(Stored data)
++++
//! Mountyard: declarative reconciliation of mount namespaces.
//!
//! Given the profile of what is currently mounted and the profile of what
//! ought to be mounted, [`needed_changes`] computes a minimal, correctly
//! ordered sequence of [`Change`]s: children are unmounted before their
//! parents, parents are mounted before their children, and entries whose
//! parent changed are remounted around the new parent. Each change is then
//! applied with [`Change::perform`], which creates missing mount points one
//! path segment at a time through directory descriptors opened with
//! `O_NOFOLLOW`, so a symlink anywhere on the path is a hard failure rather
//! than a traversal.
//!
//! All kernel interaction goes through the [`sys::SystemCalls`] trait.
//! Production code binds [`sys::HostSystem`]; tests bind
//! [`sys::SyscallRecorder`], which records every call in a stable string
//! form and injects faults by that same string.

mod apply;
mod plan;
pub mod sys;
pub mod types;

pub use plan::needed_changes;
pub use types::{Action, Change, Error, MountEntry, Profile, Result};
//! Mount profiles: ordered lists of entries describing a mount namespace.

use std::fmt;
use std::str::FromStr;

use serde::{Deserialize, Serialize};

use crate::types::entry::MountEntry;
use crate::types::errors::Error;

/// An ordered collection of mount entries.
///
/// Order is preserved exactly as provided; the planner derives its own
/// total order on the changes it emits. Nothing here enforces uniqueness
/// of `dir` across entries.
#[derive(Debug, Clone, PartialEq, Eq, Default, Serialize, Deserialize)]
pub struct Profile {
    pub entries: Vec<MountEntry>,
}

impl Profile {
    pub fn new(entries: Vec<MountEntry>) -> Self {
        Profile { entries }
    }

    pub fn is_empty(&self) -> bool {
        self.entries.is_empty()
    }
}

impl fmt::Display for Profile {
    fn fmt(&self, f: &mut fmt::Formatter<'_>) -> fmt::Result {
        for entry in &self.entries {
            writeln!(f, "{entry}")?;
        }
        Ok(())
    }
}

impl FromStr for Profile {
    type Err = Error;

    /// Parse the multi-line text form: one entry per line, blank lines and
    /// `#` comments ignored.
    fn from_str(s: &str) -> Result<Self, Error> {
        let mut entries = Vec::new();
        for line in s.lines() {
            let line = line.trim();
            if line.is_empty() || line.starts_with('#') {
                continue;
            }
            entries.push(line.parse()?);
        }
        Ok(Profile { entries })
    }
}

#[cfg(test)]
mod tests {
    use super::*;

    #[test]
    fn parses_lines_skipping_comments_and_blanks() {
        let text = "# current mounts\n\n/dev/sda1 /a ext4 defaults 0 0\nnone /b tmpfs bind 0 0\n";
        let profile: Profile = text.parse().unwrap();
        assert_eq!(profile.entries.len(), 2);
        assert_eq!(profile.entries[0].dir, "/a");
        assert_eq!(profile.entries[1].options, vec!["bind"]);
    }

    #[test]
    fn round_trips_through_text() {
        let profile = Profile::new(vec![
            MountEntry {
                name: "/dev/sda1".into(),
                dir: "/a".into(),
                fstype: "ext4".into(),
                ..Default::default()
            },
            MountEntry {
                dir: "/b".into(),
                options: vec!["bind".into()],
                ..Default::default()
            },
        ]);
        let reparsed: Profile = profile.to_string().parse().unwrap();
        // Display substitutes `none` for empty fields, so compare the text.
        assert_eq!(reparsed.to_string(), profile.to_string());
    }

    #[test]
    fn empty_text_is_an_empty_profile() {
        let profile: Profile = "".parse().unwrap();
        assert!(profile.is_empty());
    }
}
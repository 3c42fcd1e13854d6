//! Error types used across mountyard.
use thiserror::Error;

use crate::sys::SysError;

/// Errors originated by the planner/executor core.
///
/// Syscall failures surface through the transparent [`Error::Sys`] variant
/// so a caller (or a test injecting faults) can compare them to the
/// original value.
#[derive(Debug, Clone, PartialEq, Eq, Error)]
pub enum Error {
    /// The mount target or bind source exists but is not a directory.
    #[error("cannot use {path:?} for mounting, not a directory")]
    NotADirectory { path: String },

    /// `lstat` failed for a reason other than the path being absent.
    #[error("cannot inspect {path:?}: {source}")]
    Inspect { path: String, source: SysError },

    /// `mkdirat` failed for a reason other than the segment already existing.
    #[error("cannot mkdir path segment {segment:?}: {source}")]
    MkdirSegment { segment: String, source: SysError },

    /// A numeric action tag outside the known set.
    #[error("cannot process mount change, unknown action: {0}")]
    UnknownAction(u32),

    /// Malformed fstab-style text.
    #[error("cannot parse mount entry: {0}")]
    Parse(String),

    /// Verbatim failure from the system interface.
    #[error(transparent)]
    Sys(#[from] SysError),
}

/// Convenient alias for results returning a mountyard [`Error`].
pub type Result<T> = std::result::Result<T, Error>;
++++
What you retype should run from the first line of the entries above through the line containing "unmounted before their", exactly and in full.

//! Mountyard: declarative reconciliation of mount namespaces.
//!
//! Given the profile of what is currently mounted and the profile of what
//! ought to be mounted, [`needed_changes`] computes a minimal, correctly
//! ordered sequence of [`Change`]s: children are unmounted before their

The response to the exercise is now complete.